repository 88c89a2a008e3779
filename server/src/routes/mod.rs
use std::sync::Arc;

use rocket::{
    Request, State, delete, get,
    http::Status,
    post,
    response::{self, Responder, status},
    serde::json::Json,
};
use tokio::sync::Mutex;
use tracing::{debug, info, instrument, warn};

use minesweeper_common::{
    models::{Dots, Pos},
    protocol::{
        AckResponse, BoardResponse, ConfigureRequest, CreateResponse, ErrorBody, ErrorKind,
        SweptResponse,
    },
};

use crate::{
    config::Rules,
    error::EngineError,
    logic::Engine,
    session::{Sessions, add_session, find_session, remove_session},
};

/// Engine failure translated for the HTTP boundary.
#[derive(Debug)]
pub struct ApiError {
    status: Status,
    body: ErrorBody,
}

impl ApiError {
    fn unknown_session(id: &str) -> Self {
        Self {
            status: Status::NotFound,
            body: ErrorBody {
                kind: ErrorKind::UnknownSession,
                message: format!("No session with ID {id}"),
            },
        }
    }
}

impl From<EngineError> for ApiError {
    fn from(error: EngineError) -> Self {
        let (status, kind) = match error {
            EngineError::InvalidDimension { .. } => {
                (Status::UnprocessableEntity, ErrorKind::InvalidDimension)
            }
            EngineError::OutOfBounds { .. } => (Status::UnprocessableEntity, ErrorKind::OutOfBounds),
            EngineError::GameOver => (Status::Conflict, ErrorKind::GameOver),
            EngineError::InvalidState => (Status::Conflict, ErrorKind::InvalidState),
        };
        Self {
            status,
            body: ErrorBody {
                kind,
                message: error.to_string(),
            },
        }
    }
}

impl<'r> Responder<'r, 'static> for ApiError {
    fn respond_to(self, request: &'r Request<'_>) -> response::Result<'static> {
        status::Custom(self.status, Json(self.body)).respond_to(request)
    }
}

fn session(sessions: &State<Sessions>, id: &str) -> Result<Arc<Mutex<Engine>>, ApiError> {
    find_session(sessions, id).ok_or_else(|| {
        warn!("Request for non-existent session: {}", id);
        ApiError::unknown_session(id)
    })
}

fn board_response(engine: &Engine, dots: Dots) -> BoardResponse {
    BoardResponse {
        status: engine.status(),
        mines_left: engine.mines_left(),
        dots,
    }
}

#[post("/games")]
#[instrument(level = "trace", skip(sessions, rules))]
pub fn create_game(
    sessions: &State<Sessions>,
    rules: &State<Rules>,
) -> status::Created<Json<CreateResponse>> {
    let id = add_session(sessions, Engine::new(rules.inner().clone()));
    status::Created::new(format!("/games/{id}")).body(Json(CreateResponse { id }))
}

#[get("/games/<id>")]
pub async fn show_game(id: &str, sessions: &State<Sessions>) -> Result<Json<BoardResponse>, ApiError> {
    let session = session(sessions, id)?;
    let engine = session.lock().await;
    Ok(Json(board_response(&engine, engine.dots().unwrap_or_default())))
}

#[post("/games/<id>/configure", data = "<request>")]
pub async fn configure(
    id: &str,
    request: Json<ConfigureRequest>,
    sessions: &State<Sessions>,
) -> Result<Json<BoardResponse>, ApiError> {
    let (width, height) = request.board.dimensions();
    info!(
        "Configuring session {}: {}x{} ({:?})",
        id, width, height, request.density
    );
    let session = session(sessions, id)?;
    let mut engine = session.lock().await;
    let dots = engine.configure(width, height, request.density)?;
    Ok(Json(board_response(&engine, dots)))
}

#[post("/games/<id>/sweep", data = "<pos>")]
pub async fn sweep(
    id: &str,
    pos: Json<Pos>,
    sessions: &State<Sessions>,
) -> Result<Json<SweptResponse>, ApiError> {
    debug!("Sweeping ({}, {}) in session {}", pos.x, pos.y, id);
    let session = session(sessions, id)?;
    let mut engine = session.lock().await;
    let (swept, dots) = engine.sweep(pos.0)?;
    Ok(Json(SweptResponse {
        swept,
        status: engine.status(),
        mines_left: engine.mines_left(),
        dots,
    }))
}

#[post("/games/<id>/flag", data = "<pos>")]
pub async fn flag(
    id: &str,
    pos: Json<Pos>,
    sessions: &State<Sessions>,
) -> Result<Json<BoardResponse>, ApiError> {
    debug!("Flagging ({}, {}) in session {}", pos.x, pos.y, id);
    let session = session(sessions, id)?;
    let mut engine = session.lock().await;
    let dots = engine.flag(pos.0)?;
    Ok(Json(board_response(&engine, dots)))
}

#[post("/games/<id>/new")]
pub async fn new_game(id: &str, sessions: &State<Sessions>) -> Result<Json<AckResponse>, ApiError> {
    let session = session(sessions, id)?;
    session.lock().await.reset();
    info!("Session {} reset", id);
    Ok(Json(AckResponse { ok: true }))
}

#[delete("/games/<id>")]
pub fn delete_game(id: &str, sessions: &State<Sessions>) -> Result<Status, ApiError> {
    if remove_session(sessions, id) {
        Ok(Status::NoContent)
    } else {
        Err(ApiError::unknown_session(id))
    }
}
use rocket::http::Method;
use rocket_cors::{AllowedOrigins, CorsOptions};
use std::env;

pub fn create_cors() -> rocket_cors::Cors {
    let allowed_origins_env =
        env::var("CORS_ALLOWED_ORIGINS").unwrap_or_else(|_| "http://localhost:1420".to_string());

    let allowed_origins: Vec<String> = allowed_origins_env
        .split(',')
        .map(|s| s.trim().to_string())
        .filter(|s| !s.is_empty())
        .collect();

    let allowed_origins = AllowedOrigins::some_exact(&allowed_origins);

    CorsOptions {
        allowed_origins,
        allowed_methods: vec![Method::Get, Method::Post, Method::Delete, Method::Options]
            .into_iter()
            .map(|m| m.into())
            .collect(),
        allowed_headers: rocket_cors::AllowedHeaders::some(&["Accept", "Content-Type"]),
        ..Default::default()
    }
    .to_cors()
    .expect("Failed to create CORS configuration")
}
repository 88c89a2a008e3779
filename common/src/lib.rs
pub mod models;
pub mod protocol;
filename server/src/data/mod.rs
#[derive(Debug, Clone, Copy, PartialEq, Eq)]
pub enum Visibility {
    Hidden,
    Revealed,
    Flagged,
}

#[derive(Debug, Clone, PartialEq, Eq)]
pub struct Cell {
    pub mine: bool,
    /// Only meaningful once mines are placed and `mine` is false.
    pub adjacent: u8,
    pub visibility: Visibility,
}

impl Default for Cell {
    fn default() -> Self {
        Self {
            mine: false,
            adjacent: 0,
            visibility: Visibility::Hidden,
        }
    }
}

/// How mines get chosen when the first reveal arrives.
#[derive(Debug, Clone, PartialEq, Eq)]
pub enum MineLayout {
    Random { mines: usize },
    /// Requested cell indices; any inside the safe zone are relocated.
    Fixed(Vec<usize>),
}

#[derive(Debug, Clone, PartialEq, Eq)]
pub struct Field {
    pub width: usize,
    pub height: usize,
    pub layout: MineLayout,
    pub mines: usize,
    pub placed: bool,
    pub cells: Vec<Cell>,
}
//! Product categories.

use serde::{Deserialize, Serialize};
use std::fmt;

/// A product category.
///
/// The catalog, the `cat` query parameter and the navigation links all use
/// the display label (e.g. "Apple Watch") as the wire form.
#[derive(Debug, Clone, Copy, PartialEq, Eq, Hash, PartialOrd, Ord, Serialize, Deserialize)]
pub enum Category {
    #[serde(rename = "iPhone")]
    IPhone,
    #[serde(rename = "Mac")]
    Mac,
    #[serde(rename = "iPad")]
    IPad,
    #[serde(rename = "Apple Watch")]
    AppleWatch,
    #[serde(rename = "AirPods")]
    AirPods,
    #[serde(rename = "Accessories")]
    Accessories,
}

impl Category {
    /// All categories in navigation order.
    pub const ALL: [Category; 6] = [
        Category::IPhone,
        Category::Mac,
        Category::IPad,
        Category::AppleWatch,
        Category::AirPods,
        Category::Accessories,
    ];

    pub fn as_str(&self) -> &'static str {
        match self {
            Category::IPhone => "iPhone",
            Category::Mac => "Mac",
            Category::IPad => "iPad",
            Category::AppleWatch => "Apple Watch",
            Category::AirPods => "AirPods",
            Category::Accessories => "Accessories",
        }
    }

    /// Parse the display label. Matching is exact, as in the query string.
    pub fn from_str(s: &str) -> Option<Self> {
        Self::ALL.into_iter().find(|c| c.as_str() == s)
    }
}

impl fmt::Display for Category {
    fn fmt(&self, f: &mut fmt::Formatter<'_>) -> fmt::Result {
        f.write_str(self.as_str())
    }
}
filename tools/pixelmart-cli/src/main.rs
//! PixelMart CLI - Command line front end for the storefront core.
//!
//! Commands:
//! - `pixelmart products` - List products matching a query string
//! - `pixelmart product` - Show one product with its price breakdown
//! - `pixelmart facets` - Show the available filter values
//! - `pixelmart suggest` - Suggest product names for a search
//! - `pixelmart cart` - Inspect and edit the persisted cart
//! - `pixelmart config` - Manage configuration

mod commands;
mod config;
mod context;
mod logging;
mod output;

use anyhow::Result;
use clap::{Parser, Subcommand};

use commands::{CartArgs, ConfigArgs, FacetsArgs, ProductArgs, ProductsArgs, SuggestArgs};

/// PixelMart CLI - Browse the catalog, price configurations and manage the cart
#[derive(Parser)]
#[command(name = "pixelmart")]
#[command(author, version, about, long_about = None)]
#[command(propagate_version = true)]
struct Cli {
    /// Enable verbose output
    #[arg(short, long, global = true)]
    verbose: bool,

    /// Use JSON output format
    #[arg(long, global = true)]
    json: bool,

    /// Config file path
    #[arg(short, long, global = true)]
    config: Option<String>,

    #[command(subcommand)]
    command: Commands,
}

#[derive(Subcommand)]
enum Commands {
    /// List products matching a filter query
    Products(ProductsArgs),

    /// Show a product and price a configuration
    Product(ProductArgs),

    /// Show filter options and price bounds
    Facets(FacetsArgs),

    /// Suggest product names for a search
    Suggest(SuggestArgs),

    /// Inspect and edit the cart
    Cart(CartArgs),

    /// Manage configuration
    Config(ConfigArgs),
}

fn main() -> Result<()> {
    let cli = Cli::parse();

    // Setup output formatting
    let output = output::Output::new(cli.verbose, cli.json);

    // Load config
    let config_path = cli.config.as_deref();
    let ctx = match context::Context::load(config_path, output.clone()) {
        Ok(ctx) => ctx,
        Err(e) => {
            output.error(&format!("{:#}", e));
            std::process::exit(1);
        }
    };

    logging::init(&ctx.config.logging, cli.verbose);
    tracing::debug!(config = ?ctx.config_path, "configuration loaded");

    // Execute command
    let result = match cli.command {
        Commands::Products(args) => commands::products::run(args, &ctx),
        Commands::Product(args) => commands::product::run(args, &ctx),
        Commands::Facets(args) => commands::facets::run(args, &ctx),
        Commands::Suggest(args) => commands::suggest::run(args, &ctx),
        Commands::Cart(args) => commands::cart::run(args, &ctx),
        Commands::Config(args) => commands::config::run(args, &ctx),
    };

    if let Err(e) = result {
        ctx.output.error(&format!("{:#}", e));
        std::process::exit(1);
    }

    Ok(())
}
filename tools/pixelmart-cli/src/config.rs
//! CLI configuration.

use anyhow::{Context, Result};
use pixelmart_commerce::cart::DEFAULT_CART_KEY;
use serde::{Deserialize, Serialize};

/// CLI configuration file.
#[derive(Debug, Clone, Default, Serialize, Deserialize)]
pub struct CliConfig {
    /// Catalog location.
    #[serde(default)]
    pub catalog: CatalogConfig,

    /// Persistent storage.
    #[serde(default)]
    pub storage: StorageConfig,

    /// Filter behavior.
    #[serde(default)]
    pub filters: FiltersConfig,

    /// Log output.
    #[serde(default)]
    pub logging: LoggingConfig,
}

impl CliConfig {
    /// Load config from a file.
    pub fn load(path: &str) -> Result<Self> {
        let content = std::fs::read_to_string(path)
            .with_context(|| format!("Failed to read config file: {}", path))?;

        if path.ends_with(".json") {
            serde_json::from_str(&content)
                .with_context(|| format!("Failed to parse JSON config: {}", path))
        } else {
            toml::from_str(&content)
                .with_context(|| format!("Failed to parse TOML config: {}", path))
        }
    }

    /// Save config to a file.
    pub fn save(&self, path: &str) -> Result<()> {
        let content = if path.ends_with(".json") {
            serde_json::to_string_pretty(self)?
        } else {
            toml::to_string_pretty(self)?
        };

        std::fs::write(path, content)
            .with_context(|| format!("Failed to write config file: {}", path))
    }
}

/// Catalog configuration.
#[derive(Debug, Clone, Serialize, Deserialize)]
pub struct CatalogConfig {
    /// Path to the catalog JSON document.
    #[serde(default = "default_catalog_path")]
    pub path: String,
}

fn default_catalog_path() -> String {
    "data/products.json".to_string()
}

impl Default for CatalogConfig {
    fn default() -> Self {
        Self {
            path: default_catalog_path(),
        }
    }
}

/// Storage configuration.
#[derive(Debug, Clone, Serialize, Deserialize)]
pub struct StorageConfig {
    /// Directory holding persisted slots.
    #[serde(default = "default_storage_dir")]
    pub dir: String,

    /// Slot name for the cart.
    #[serde(default = "default_cart_key")]
    pub cart_key: String,
}

fn default_storage_dir() -> String {
    ".pixelmart".to_string()
}

fn default_cart_key() -> String {
    DEFAULT_CART_KEY.to_string()
}

impl Default for StorageConfig {
    fn default() -> Self {
        Self {
            dir: default_storage_dir(),
            cart_key: default_cart_key(),
        }
    }
}

/// Filter configuration.
#[derive(Debug, Clone, Serialize, Deserialize)]
pub struct FiltersConfig {
    /// Delay before pending edits recompute the preview count.
    #[serde(default = "default_debounce_ms")]
    pub debounce_ms: u64,
}

fn default_debounce_ms() -> u64 {
    100
}

impl Default for FiltersConfig {
    fn default() -> Self {
        Self {
            debounce_ms: default_debounce_ms(),
        }
    }
}

/// Log output format.
#[derive(Debug, Clone, Copy, Default, PartialEq, Eq, Serialize, Deserialize)]
#[serde(rename_all = "lowercase")]
pub enum LogFormat {
    /// Human-readable format (for development).
    #[default]
    Human,
    /// JSON format (for log aggregation).
    Json,
}

/// Logging configuration.
#[derive(Debug, Clone, Serialize, Deserialize)]
pub struct LoggingConfig {
    /// Default filter directive; `RUST_LOG` takes precedence.
    #[serde(default = "default_log_level")]
    pub level: String,

    #[serde(default)]
    pub format: LogFormat,
}

fn default_log_level() -> String {
    "info".to_string()
}

impl Default for LoggingConfig {
    fn default() -> Self {
        Self {
            level: default_log_level(),
            format: LogFormat::default(),
        }
    }
}

/// Generate a default pixelmart.toml config file.
pub fn generate_default_config() -> String {
    format!(
        r#"# PixelMart storefront configuration

[catalog]
path = "{catalog}"

[storage]
dir = "{dir}"
cart_key = "{cart_key}"

[filters]
debounce_ms = {debounce_ms}

[logging]
level = "{level}"
# "human" or "json"
format = "human"
"#,
        catalog = default_catalog_path(),
        dir = default_storage_dir(),
        cart_key = default_cart_key(),
        debounce_ms = default_debounce_ms(),
        level = default_log_level(),
    )
}
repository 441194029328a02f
//! Money type for representing monetary values.
//!
//! Uses cents-based integer representation to avoid floating-point
//! precision issues that plague monetary calculations. Catalog prices are
//! currency-agnostic units, so arithmetic works on the amount and carries
//! the left-hand currency along as a display tag.

use serde::{Deserialize, Serialize};
use std::fmt;
use std::ops::{Add, Mul};

/// Cents in one whole currency unit.
const CENTS_PER_UNIT: i64 = 100;

/// Supported currencies.
#[derive(Debug, Clone, Copy, PartialEq, Eq, Hash, Serialize, Deserialize, Default)]
pub enum Currency {
    #[default]
    EUR,
    USD,
    GBP,
}

impl Currency {
    /// Get the currency code (e.g., "EUR").
    pub fn code(&self) -> &'static str {
        match self {
            Currency::EUR => "EUR",
            Currency::USD => "USD",
            Currency::GBP => "GBP",
        }
    }

    /// Get the currency symbol (e.g., "€").
    pub fn symbol(&self) -> &'static str {
        match self {
            Currency::EUR => "\u{20ac}",
            Currency::USD => "$",
            Currency::GBP => "\u{00a3}",
        }
    }

    /// Parse a currency code string.
    pub fn from_code(code: &str) -> Option<Self> {
        match code.trim().to_uppercase().as_str() {
            "EUR" => Some(Currency::EUR),
            "USD" => Some(Currency::USD),
            "GBP" => Some(Currency::GBP),
            _ => None,
        }
    }
}

impl fmt::Display for Currency {
    fn fmt(&self, f: &mut fmt::Formatter<'_>) -> fmt::Result {
        write!(f, "{}", self.code())
    }
}

/// A monetary value with currency.
///
/// Amounts are stored in cents. This avoids floating-point precision issues.
#[derive(Debug, Clone, Copy, PartialEq, Eq, Hash, Serialize, Deserialize, Default)]
pub struct Money {
    /// Amount in cents.
    pub amount_cents: i64,
    /// The currency.
    pub currency: Currency,
}

impl Money {
    /// Create a new Money value from cents.
    pub const fn new(amount_cents: i64, currency: Currency) -> Self {
        Self {
            amount_cents,
            currency,
        }
    }

    /// Create a Money value from whole currency units.
    pub const fn from_units(units: i64, currency: Currency) -> Self {
        Self::new(units * CENTS_PER_UNIT, currency)
    }

    /// Create a Money value from a decimal amount.
    ///
    /// ```
    /// use pixelmart_commerce::money::{Money, Currency};
    /// let price = Money::from_decimal(4.99, Currency::EUR);
    /// assert_eq!(price.amount_cents, 499);
    /// ```
    pub fn from_decimal(amount: f64, currency: Currency) -> Self {
        let amount_cents = (amount * CENTS_PER_UNIT as f64).round() as i64;
        Self::new(amount_cents, currency)
    }

    /// Create a zero amount in the given currency.
    pub const fn zero(currency: Currency) -> Self {
        Self::new(0, currency)
    }

    /// Check if this is zero.
    pub fn is_zero(&self) -> bool {
        self.amount_cents == 0
    }

    /// Check if this is positive.
    pub fn is_positive(&self) -> bool {
        self.amount_cents > 0
    }

    /// Check if this is an exact number of whole units.
    pub fn is_whole(&self) -> bool {
        self.amount_cents % CENTS_PER_UNIT == 0
    }

    /// Round up to the next whole currency unit.
    ///
    /// ```
    /// use pixelmart_commerce::money::{Money, Currency};
    /// let m = Money::new(120_499, Currency::EUR);
    /// assert_eq!(m.ceil_to_unit().amount_cents, 120_500);
    /// ```
    pub fn ceil_to_unit(&self) -> Money {
        let rem = self.amount_cents.rem_euclid(CENTS_PER_UNIT);
        if rem == 0 {
            *self
        } else {
            Money::new(self.amount_cents + (CENTS_PER_UNIT - rem), self.currency)
        }
    }

    /// Whole units, rounding up any fraction.
    pub fn ceil_units(&self) -> i64 {
        self.ceil_to_unit().amount_cents / CENTS_PER_UNIT
    }

    /// Convert to a decimal value.
    pub fn to_decimal(&self) -> f64 {
        self.amount_cents as f64 / CENTS_PER_UNIT as f64
    }

    /// Format for display in the storefront style (e.g., "1.199 €", "4,99 €").
    ///
    /// Whole amounts drop the decimals; thousands are grouped with `.` and
    /// the decimal separator is `,`.
    pub fn display(&self) -> String {
        format!("{} {}", self.display_amount(), self.currency.symbol())
    }

    /// Format the amount without the symbol (e.g., "1.199").
    pub fn display_amount(&self) -> String {
        let sign = if self.amount_cents < 0 { "-" } else { "" };
        let abs = self.amount_cents.unsigned_abs();
        let units = group_thousands(abs / CENTS_PER_UNIT as u64);
        let cents = abs % CENTS_PER_UNIT as u64;
        if cents == 0 {
            format!("{sign}{units}")
        } else {
            format!("{sign}{units},{cents:02}")
        }
    }

    /// Add another Money value, keeping this value's currency.
    pub fn saturating_add(&self, other: &Money) -> Money {
        Money::new(
            self.amount_cents.saturating_add(other.amount_cents),
            self.currency,
        )
    }

    /// Multiply by a scalar, returning None on overflow.
    pub fn try_multiply(&self, factor: i64) -> Option<Money> {
        self.amount_cents
            .checked_mul(factor)
            .map(|amount| Money::new(amount, self.currency))
    }

    /// Sum an iterator of Money values.
    pub fn sum<'a>(iter: impl Iterator<Item = &'a Money>, currency: Currency) -> Money {
        iter.fold(Money::zero(currency), |acc, m| acc.saturating_add(m))
    }
}

fn group_thousands(mut n: u64) -> String {
    let mut groups = Vec::new();
    loop {
        if n < 1000 {
            groups.push(n.to_string());
            break;
        }
        groups.push(format!("{:03}", n % 1000));
        n /= 1000;
    }
    groups.reverse();
    groups.join(".")
}

impl Add for Money {
    type Output = Money;

    fn add(self, other: Money) -> Money {
        self.saturating_add(&other)
    }
}

impl Mul<i64> for Money {
    type Output = Money;

    fn mul(self, factor: i64) -> Money {
        Money::new(self.amount_cents.saturating_mul(factor), self.currency)
    }
}

impl fmt::Display for Money {
    fn fmt(&self, f: &mut fmt::Formatter<'_>) -> fmt::Result {
        write!(f, "{}", self.display())
    }
}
━━━━━━━━━━━━━━━━━━━━━━━━━━━━━━
If a line in the records above includes the string "CliConfig", copy it.

pub struct CliConfig {
impl CliConfig {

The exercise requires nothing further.